What sites like CodeAcademy, et al have to worry about is maintaining the
quality of training from one batch of "not burned out yet" trainers to the
next. Because if you aren't paying people, "significant exposure" only has a
short life span.

------
alexhawdon
This could potentially be an awesome platform for tool/framework developers to
implement the 'tutorial' sections of their offerings.

Like it

------
MengYuanLong
Disclaimer: I don't know enough about the legality/planned dev of CodeAcademy
to know if this is actually feasible.

It seems like one of the best ways to compensate creators (and support another
young company) would be to integrate the flattr platform. members, would
create CodeAcademy lessons and at the end/completion of each lesson, users
would be prompted to rate the course, write a few sentences of feedback (e.g.
"What was the most interesting part of the lesson? What did you learn?

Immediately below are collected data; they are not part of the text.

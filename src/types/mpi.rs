use std::fmt;

use num_bigint::BigUint;

use crate::errors::Result;
use crate::util::{hex_fragment, write_be_u16};

/// Multiprecision integer: a 2-octet bit count followed by that many bits of
/// big-endian magnitude.
/// Ref: https://tools.ietf.org/html/rfc4880.html#section-3.2
#[derive(Clone, PartialEq, Eq)]
pub struct Mpi {
    bits: u16,
    bytes: Vec<u8>,
}

impl Mpi {
    /// Build an `Mpi` from a decoded bit count and magnitude.
    ///
    /// For plaintext MPIs the bit count must be exact: the most significant
    /// byte carries `((bits - 1) mod 8) + 1` significant bits, its top bit is
    /// set and the bits above it are clear. Encrypted MPIs carry a bit count
    /// that refers to the plaintext, so the checks do not apply to them.
    pub fn from_parts(bits: u16, bytes: Vec<u8>, encrypted: bool) -> Result<Self> {
        ensure_eq!(
            bytes.len(),
            (bits as usize + 7) / 8,
            "MPI length mismatch"
        );

        if !encrypted {
            ensure!(bits > 0, "MPI format error");
            // significant bits in the most significant byte, 1..=8
            let nonzero = ((u32::from(bits) - 1) % 8) + 1;
            let top = u32::from(bytes[0]);
            ensure!(
                (top >> nonzero) == 0 && (top & (1 << (nonzero - 1))) != 0,
                "MPI format error"
            );
        }

        Ok(Mpi { bits, bytes })
    }

    pub fn from_biguint(n: &BigUint) -> Self {
        let bits = n.bits() as u16;
        let bytes = if bits == 0 { Vec::new() } else { n.to_bytes_be() };

        Mpi { bits, bytes }
    }

    pub fn bits(&self) -> u16 {
        self.bits
    }

    pub fn byte_len(&self) -> usize {
        self.bytes.len()
    }

    /// The magnitude, big-endian, without the bit-count prefix.
    pub fn as_bytes(&self) -> &[u8] {
        &self.bytes
    }

    pub fn to_biguint(&self) -> BigUint {
        BigUint::from_bytes_be(&self.bytes)
    }

    /// Append the wire form (bit count, then magnitude).
    pub fn write(&self, buf: &mut Vec<u8>) {
        write_be_u16(buf, self.bits);
        buf.extend_from_slice(&self.bytes);
    }

    pub fn to_vec(&self) -> Vec<u8> {
        let mut buf = Vec::with_capacity(2 + self.bytes.len());
        self.write(&mut buf);
        buf
    }
}

impl fmt::Debug for Mpi {
    fn fmt(&self, f: &mut fmt::Formatter<'_>) -> fmt::Result {
        write!(f, "Mpi({} bits, {})", self.bits, hex_fragment(&self.bytes, 64))
    }
}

What do
you still have difficulty understanding?) and then are asked to click the
flattr button and flatter the course author if they feel it benefited them.

Benefits include payment to authors, another metric to evaluate course
quality, and a payment scheme that doesn't feel like it is draining your
user's wallet.

Though again, I defer to my disclaimer.

------
skrebbel
"Now Anyone Can Write Programming Tutorials"

Nice move, but there's something about the article title that rubs me the
wrong way.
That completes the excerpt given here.